TASK STATEMENT: I need the number of lines in the following entries that hold the word "fold", and no other text.

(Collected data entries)
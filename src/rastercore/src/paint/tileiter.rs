// This file is part of rastercore.
// Copyright (C) 2024 the rastercore authors
//
// rastercore is free software: you can redistribute it and/or modify
// it under the terms of the GNU General Public License as published by
// the Free Software Foundation, either version 3 of the License, or
// (at your option) any later version.
//
// rastercore is distributed in the hope that it will be useful,
// but WITHOUT ANY WARRANTY; without even the implied warranty of
// MERCHANTABILITY or FITNESS FOR A PARTICULAR PURPOSE.  See the
// GNU General Public License for more details.
//
// You should have received a copy of the GNU General Public License
// along with rastercore.  If not, see <https://www.gnu.org/licenses/>.


use super::tile::TILE_SIZEI;
use super::Rectangle;

/// Maximum number of regions that can be walked in lockstep
pub const MAX_WALK_REGIONS: usize = 3;

/// Chunk geometry of a synchronized walk over one or more regions.
///
/// All regions have the same size, but each starts at its own position
/// in its own tile grid. The iterator yields rectangles in region-local
/// coordinates, row by row. Each rectangle is the largest one that stays
/// inside a single tile of every participating store.
#[derive(Clone, Debug)]
pub struct ChunkGrid {
    width: i32,
    height: i32,
    origins: [(i32, i32); MAX_WALK_REGIONS],
    count: usize,
    x: i32,
    y: i32,
    band: i32,
}

fn to_tile_edge(pos: i32) -> i32 {
    TILE_SIZEI - pos.rem_euclid(TILE_SIZEI)
}

impl ChunkGrid {
    /// Create a new chunk grid.
    ///
    /// The `origins` are the top-left corners of each region in
    /// its store's coordinate space.
    pub fn new(width: i32, height: i32, origins: &[(i32, i32)]) -> ChunkGrid {
        assert!(!origins.is_empty() && origins.len() <= MAX_WALK_REGIONS);
        let mut o = [(0, 0); MAX_WALK_REGIONS];
        o[..origins.len()].copy_from_slice(origins);
        ChunkGrid {
            width,
            height,
            origins: o,
            count: origins.len(),
            x: 0,
            y: 0,
            band: 0,
        }
    }

    fn origins(&self) -> &[(i32, i32)] {
        &self.origins[..self.count]
    }
}

impl Iterator for ChunkGrid {
    type Item = Rectangle;

    fn next(&mut self) -> Option<Rectangle> {
        if self.width <= 0 || self.y >= self.height {
            return None;
        }

        let (x, y) = (self.x, self.y);
        if x == 0 {
            self.band = self
                .origins()
                .iter()
                .map(|&(_, oy)| to_tile_edge(oy + y))
                .fold(self.height - y, i32::min);
        }

        let w = self
            .origins()
            .iter()
            .map(|&(ox, _)| to_tile_edge(ox + x))
            .fold(self.width - x, i32::min);

        self.x += w;
        if self.x >= self.width {
            self.x = 0;
            self.y += self.band;
        }

        Some(Rectangle::new(x, y, w, self.band))
    }
}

FINISHED TASK: 2